Text Data Augmentation for the Korean Language.

Authors :: Vu, Dang Thanh
Yu, Gwanghyun
Lee, Chilwoo
Kim, Jinyoung
Source :: Applied Sciences (2076-3417); Apr2022, Vol. 12 Issue 7, p3425-3425, 10p
Publication Year :: 2022
Abstract: Data augmentation (DA) is a universal technique to reduce overfitting and improve the robustness of machine learning models by increasing the quantity and variety of the training dataset. Although data augmentation is essential in vision tasks, it is rarely applied to text datasets since it is less straightforward. Some studies have concerned text data augmentation, but most of them are for the majority languages, such as English or French.
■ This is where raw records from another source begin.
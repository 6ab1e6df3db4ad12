//! Advent of Code Solver Library
//!
//! A small framework for puzzle solvers: each day parses its input once and
//! answers a fixed number of parts against the parsed data.
//!
//! # Overview
//!
//! - [`AocParser`] turns the raw input into `SharedData`, which may borrow from it
//! - [`PartSolver<N>`] answers part `N`; `#[derive(AocSolver)]` writes the
//!   [`Solver`] dispatch from the implemented parts
//! - [`SolverInstance`] times parsing and solving; [`DynSolver`] erases its type
//! - [`SolverRegistry`] maps `(year, day)` to factories, filled by hand through
//!   [`RegistryBuilder`] or from plugins submitted by `#[derive(AutoRegisterSolver)]`
//!
//! A part that has no solution yet returns [`SolveError::PartNotImplemented`];
//! callers treat it as "no answer" rather than as a failure.
//!
//! # Quick Example
//!
//! ```
//! use aoc_solver::{AocParser, ParseError, RegistryBuilder, SolveError, Solver};
//!
//! struct Depths;
//!
//! impl AocParser for Depths {
//!     type SharedData<'a> = Vec<u32>;
//!
//!     fn parse(input: &str) -> Result<Self::SharedData<'_>, ParseError> {
//!         input
//!             .lines()
//!             .map(|l| l.parse().map_err(|_| ParseError::InvalidFormat(l.to_string())))
//!             .collect()
//!     }
//! }
//!
//! impl Solver for Depths {
//!     const PARTS: u8 = 2;
//!
//!     fn solve_part(shared: &mut Self::SharedData<'_>, part: u8) -> Result<String, SolveError> {
//!         match part {
//!             1 => Ok(shared.windows(2).filter(|w| w[1] > w[0]).count().to_string()),
//!             _ => Err(SolveError::PartNotImplemented(part)),
//!         }
//!     }
//! }
//!
//! let registry = RegistryBuilder::new()
//!     .register_solver::<Depths>(2021, 1)
//!     .unwrap()
//!     .build();
//!
//! let mut solver = registry.create_solver(2021, 1, "1\n3\n2\n5").unwrap();
//! assert_eq!(solver.solve(1).unwrap().answer, "2");
//! assert!(solver.solve(2).unwrap_err().is_not_implemented());
//! ```

mod error;
mod instance;
mod registry;
mod solver;

pub use error::{ParseError, RegistrationError, SolveError, SolverError};
pub use instance::{DynSolver, SolveResult, SolverInstance};
pub use registry::{
    FactoryInfo, PuzzleId, RegisterableSolver, RegistryBuilder, SolverFactory, SolverPlugin,
    SolverRegistry, BASE_YEAR, CAPACITY, DAYS_PER_YEAR, MAX_YEARS,
};
pub use solver::{AocParser, PartSolver, Solver, SolverExt};

// Re-export inventory for use by the derive macro
pub use inventory;

pub use aoc_solver_macros::{AocSolver, AutoRegisterSolver};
There have been only a few studies on data augmentation for minority languages, e.g., Korean. This study fills the gap by demonstrating several common data augmentation methods and Korean corpora with pre-trained language models. In short, we evaluate the performance of two text data augmentation approaches, known as text transformation and back translation. We compare these augmentations among Korean corpora on four downstream tasks: semantic textual similarity (STS), natural language inference (NLI), question duplication verification (QDV), and sentiment classification (STC). Compared to cases without augmentation, the performance gains when applying text data augmentation are 2.24%, 2.19%, 0.66%, and 0.08% on the STS, NLI, QDV, and STC tasks, respectively. [ABSTRACT FROM AUTHOR]